Achei que era necessário advertir meu leitor sobre os riscos e ganhos envolvidos na empreitada. Apoiei-me, então, no sociólogo americano Wright Mills, que trabalhou sobre o lugar da imaginação no pensamento científico. Ao lançar seu livro "A Imaginação Sociológica", em 1959, ele dizia: “Não é apenas de informação que necessitam [os cientistas sociais] ... Não é apenas da habilidade da razão que precisam [...] O que precisam, e o que sentem precisar, é uma qualidade do espírito que lhes ajude a usar a informação e a desenvolver a razão... É essa qualidade, afirmo, que jornalistas e professores, artistas e públicos, cientistas e editores estão começando a esperar daquilo que poderemos chamar de imaginação sociológica.”
Foi daí que me veio a coragem para propor o termo "imaginação teológica". Algo bem diferente da fantasia, diga-se. A imaginação consistiria no movimento mental de lançar hipóteses, de inferir, de concluir, de associar ideias e imagens. A fantasia já não precisa ter limites da "realidade" nem base factual, nem compromisso com qualquer verdade. Em que pese a criatividade envolvida, minha imaginação teológica precisava ter compromisso com a biblicidade e consistência com o relato bíblico, ainda que não chegasse a citações de versículos.
Quero lembrar um trecho do que escrevi, na introdução ao "Meta-História: a história por trás da história da salvação".
"A imaginação teológica ajuda-nos a “ler” uma passagem, ou um conjunto de textos, sem que nos aprisionemos tanto pela sua concretude. É bem verdade que a imaginação em si traz a possibilidade da incursão no mundo do inexistente, da fantasia, da fábula. Por isso, precisamos entendê-la como uma “imaginação instrumentada”, ou seja, não totalmente livre, mas ligada ao bom-senso, à técnica, ao conhecimento, ao método — uma espécie de imaginação científica. Com essas restrições e cuidados, ela permite vôos, permite ligações mais ousadas entre dois temas — menos seguras, admitamos. Mas sem ela — e isso não acontece apenas no ramo da Teologia, mas em qualquer área do conhecimento humano — não há invenções, não há descobertas, não há ciência, não há progresso. É ela que nos impulsiona para o desconhecido, para o não-óbvio (ou para o óbvio não dito)."
Hoje eu já não pediria tantas desculpas.

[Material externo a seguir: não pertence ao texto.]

use std::collections::HashMap;

use log::info;
use lume_core::{LumeError, LumeResult, Mesh, Mode, PrimitiveSet};

fn corners_per_primitive(mode: Mode) -> Option<usize> {
    match mode {
        Mode::Points => Some(1),
        Mode::Lines => Some(2),
        Mode::Triangles => Some(3),
        _ => None,
    }
}

/// Cuts a mesh into pieces referencing at most `max_vertices` vertices each.
///
/// Every indexed set is sliced into runs of whole primitives, and each run
/// becomes its own mesh holding only the vertices it uses, in the order it
/// first uses them. Meshes already under the limit pass through.
pub fn split_by_vertex_count(mesh: &Mesh, max_vertices: usize) -> LumeResult<Vec<Mesh>> {
    if mesh.vertex_count() <= max_vertices {
        return Ok(vec![mesh.clone()]);
    }

    let mut chunks = Vec::new();
    for set in &mesh.primitive_sets {
        let (Some(indices), Some(per)) = (set.elements(), corners_per_primitive(set.mode)) else {
            return Err(LumeError::UnsplittableMesh {
                reason: format!("{:?} set of mesh '{}' can't be chunked", set.mode, mesh.name),
            });
        };
        let chunk_len = max_vertices / per * per;
        if chunk_len == 0 {
            return Err(LumeError::UnsplittableMesh {
                reason: format!("{} vertices can't hold a {:?} primitive", max_vertices, set.mode),
            });
        }

        let whole = indices.len() - indices.len() % per;
        for run in indices[..whole].chunks(chunk_len) {
            let mut global_to_local = HashMap::new();
            let mut used = Vec::new();
            let local: Vec<u32> = run
                .iter()
                .map(|&global| {
                    *global_to_local.entry(global).or_insert_with(|| {
                        used.push(global);
                        used.len() as u32 - 1
                    })
                })
                .collect();

            chunks.push(Mesh {
                name: format!("{}_{}", mesh.name, chunks.len()),
                attributes: mesh.attributes.gather(&used),
                primitive_sets: vec![PrimitiveSet::draw_elements(set.mode, local).with_wireframe(set.wireframe)],
            });
        }
    }

    info!(
        "mesh '{}' ({} vertices) cut into {} chunks of at most {} vertices",
        mesh.name,
        mesh.vertex_count(),
        chunks.len(),
        max_vertices
    );
    Ok(chunks)
}

#[cfg(test)]
mod tests {
    use super::*;
    use lume_core::ArrayData;

    #[test]
    fn chunks_hold_whole_triangles() {
        let mesh = Mesh::new(ArrayData::Float((0..8).map(|i| i as f32).collect())).with_name("strip").with_primitive_set(
            PrimitiveSet::draw_elements(Mode::Triangles, vec![7, 6, 5, 5, 6, 4, 0, 1, 2, 2, 1, 3]),
        );
        let chunks = split_by_vertex_count(&mesh, 7).unwrap();

        assert_eq!(chunks.len(), 2);
        assert_eq!(chunks[0].name, "strip_0");
        assert_eq!(chunks[0].attributes.positions(), Some(&ArrayData::Float(vec![7.0, 6.0, 5.0, 4.0])));
        assert_eq!(chunks[0].primitive_sets[0].elements(), Some(&[0, 1, 2, 2, 1, 3][..]));
        assert_eq!(chunks[1].attributes.positions(), Some(&ArrayData::Float(vec![0.0, 1.0, 2.0, 3.0])));
        for chunk in &chunks {
            assert!(chunk.vertex_count() <= 7);
        }
    }

    #[test]
    fn chunks_keep_the_wireframe_tag() {
        let mesh = Mesh::new(ArrayData::Float((0..8).map(|i| i as f32).collect())).with_primitive_set(
            PrimitiveSet::draw_elements(Mode::Lines, vec![0, 1, 1, 2, 4, 5, 6, 7]).with_wireframe(true),
        );
        let chunks = split_by_vertex_count(&mesh, 4).unwrap();

        assert_eq!(chunks.len(), 2);
        for chunk in &chunks {
            assert!(chunk.primitive_sets[0].wireframe);
            assert_eq!(chunk.primitive_sets[0].mode, Mode::Lines);
        }
        assert_eq!(chunks[1].attributes.positions(), Some(&ArrayData::Float(vec![4.0, 5.0, 6.0, 7.0])));
    }

    #[test]
    fn small_meshes_pass_through() {
        let mesh = Mesh::new(ArrayData::Float(vec![0.0; 3])).with_primitive_set(PrimitiveSet::draw_arrays(Mode::Triangles, 0, 3));
        assert_eq!(split_by_vertex_count(&mesh, 3), Ok(vec![mesh]));
    }

    #[test]
    fn strips_are_rejected() {
        let mesh = Mesh::new(ArrayData::Float(vec![0.0; 5]))
            .with_primitive_set(PrimitiveSet::draw_elements(Mode::TriangleStrip, vec![0, 1, 2, 3, 4]));
        assert!(split_by_vertex_count(&mesh, 3).is_err());
    }
}
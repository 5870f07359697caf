use log::warn;
use lume_core::{INVALID_INDEX, Indices, Mesh, Mode};
use serde::{Deserialize, Serialize};

use super::remap::RemapTable;

/// A pass that reorders the vertices (and possibly the primitives) of a mesh
/// without changing what it draws.
pub trait VertexOrderOptimizer {
    fn optimize(&self, mesh: &mut Mesh);
}

/// Renumbers vertices in the order the primitives first reference them and
/// drops vertices nothing references. Primitive order is untouched.
#[derive(Clone, Copy, Debug, Default)]
pub struct AccessOrder;

impl VertexOrderOptimizer for AccessOrder {
    fn optimize(&self, mesh: &mut Mesh) {
        let vertex_count = mesh.vertex_count();
        if let Some(index) = mesh
            .primitive_sets
            .iter()
            .filter_map(|s| s.max_index())
            .find(|&i| i as usize >= vertex_count)
        {
            warn!("mesh '{}': index {} out of range, vertex order left as is", mesh.name, index);
            return;
        }

        let mut map = vec![INVALID_INDEX; vertex_count];
        let mut next = 0u32;
        let mut reindexed = Vec::with_capacity(mesh.primitive_sets.len());
        for set in &mesh.primitive_sets {
            let indices: Vec<u32> = set
                .resolve()
                .into_iter()
                .map(|old| {
                    let slot = &mut map[old as usize];
                    if *slot == INVALID_INDEX {
                        *slot = next;
                        next += 1;
                    }
                    *slot
                })
                .collect();
            reindexed.push(indices);
        }

        let table = RemapTable::new(map, next as usize);
        if table.is_identity() && mesh.primitive_sets.iter().all(|s| s.is_indexed()) {
            return;
        }

        mesh.attributes = mesh.attributes.gather(&table.inverse());
        for (set, indices) in mesh.primitive_sets.iter_mut().zip(reindexed) {
            set.indices = Indices::Elements(indices);
        }
    }
}

/// Reorders triangles for post-transform cache efficiency, then applies
/// [`AccessOrder`].
#[derive(Clone, Copy, Debug, Default)]
pub struct CacheOrder;

impl VertexOrderOptimizer for CacheOrder {
    fn optimize(&self, mesh: &mut Mesh) {
        let vertex_count = mesh.vertex_count();
        for set in &mut mesh.primitive_sets {
            if set.mode != Mode::Triangles {
                continue;
            }
            let Indices::Elements(indices) = &mut set.indices else {
                continue;
            };
            if indices.len() % 3 != 0 || indices.iter().any(|&i| i as usize >= vertex_count) {
                continue;
            }
            *indices = meshopt::optimize_vertex_cache(indices.as_slice(), vertex_count);
        }
        AccessOrder.optimize(mesh);
    }
}

/// Selects the pass the splitter runs on each remainder mesh.
#[derive(Clone, Copy, Debug, Default, PartialEq, Eq, Serialize, Deserialize)]
pub enum VertexOrder {
    #[default]
    AccessOrder,
    CacheOrder,
}

impl VertexOrderOptimizer for VertexOrder {
    fn optimize(&self, mesh: &mut Mesh) {
        match self {
            VertexOrder::AccessOrder => AccessOrder.optimize(mesh),
            VertexOrder::CacheOrder => CacheOrder.optimize(mesh),
        }
    }
}
pub mod binding;
pub mod chunk;
pub mod compare;
pub mod dedup;
pub mod optimizer;
pub mod order;
pub mod rebuild;
pub mod remap;
pub mod split;
pub mod stats;
pub mod strip;
pub mod surface;
pub mod tangent;
pub mod unindex;

pub use binding::normalize_bindings;
pub use chunk::split_by_vertex_count;
pub use compare::VertexComparator;
pub use dedup::{Deduplicated, deduplicate};
pub use optimizer::{GeometryOptimizer, OptimizerConfig};
pub use order::{AccessOrder, CacheOrder, VertexOrder, VertexOrderOptimizer};
pub use rebuild::{RebuiltPrimitives, index_mesh, rebuild_primitives};
pub use remap::RemapTable;
pub use split::IndexSplitter;
pub use stats::{MeshStats, StatsCollector};
pub use strip::{StripOptions, strip_triangles};
pub use surface::{detach_wireframe, separate_surfaces};
pub use tangent::generate_tangent_space;
pub use unindex::to_draw_arrays;
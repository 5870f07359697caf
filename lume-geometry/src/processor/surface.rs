use lume_core::{Mesh, PrimitiveSet};

fn partition_sets(mesh: &Mesh, pred: impl Fn(&PrimitiveSet) -> bool) -> (Option<Mesh>, Option<Mesh>) {
    let (matching, others): (Vec<_>, Vec<_>) = mesh.primitive_sets.iter().cloned().partition(|s| pred(s));

    let half = |primitive_sets: Vec<_>| {
        (!primitive_sets.is_empty()).then(|| Mesh {
            name: mesh.name.clone(),
            attributes: mesh.attributes.clone(),
            primitive_sets,
        })
    };
    (half(matching), half(others))
}

/// Splits a mesh into its surface primitives and its points and lines.
/// Each half gets its own copy of the arrays; an empty half is `None`.
pub fn separate_surfaces(mesh: &Mesh) -> (Option<Mesh>, Option<Mesh>) {
    partition_sets(mesh, |s| s.mode.is_surface())
}

/// Moves the sets tagged `wireframe` into a mesh of their own, named after
/// the source with a `_wireframe` suffix. Returns the remaining mesh and the
/// detached one; either is `None` when it would hold no sets.
pub fn detach_wireframe(mesh: &Mesh) -> (Option<Mesh>, Option<Mesh>) {
    let (wireframe, rest) = partition_sets(mesh, |s| s.wireframe);
    let wireframe = wireframe.map(|mut m| {
        m.name = format!("{}_wireframe", mesh.name);
        m
    });
    (rest, wireframe)
}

Vendo as parábolas de Jesus, as ousadas conexões bíblicas do autor de Hebreus, a linguagem figurada dos salmos, já não tenho tanto receio de imaginar. Com o tempo, vamos aprendendo os limites entre a imaginação e a fantasia. Não que esta seja perniciosa à teologia. Um exemplo de bom uso desse recurso literário são as Crônicas de Nárnia, de C. S. Lewis (como aprendi sobre o cristianismo nesses textos juvenis!) Com o tempo, vamos nos tornando capazes de evitar "perder o pé" da Bíblia, como quando, na praia, uma onda nos levanta, tirando-nos, perigosamente, o apoio.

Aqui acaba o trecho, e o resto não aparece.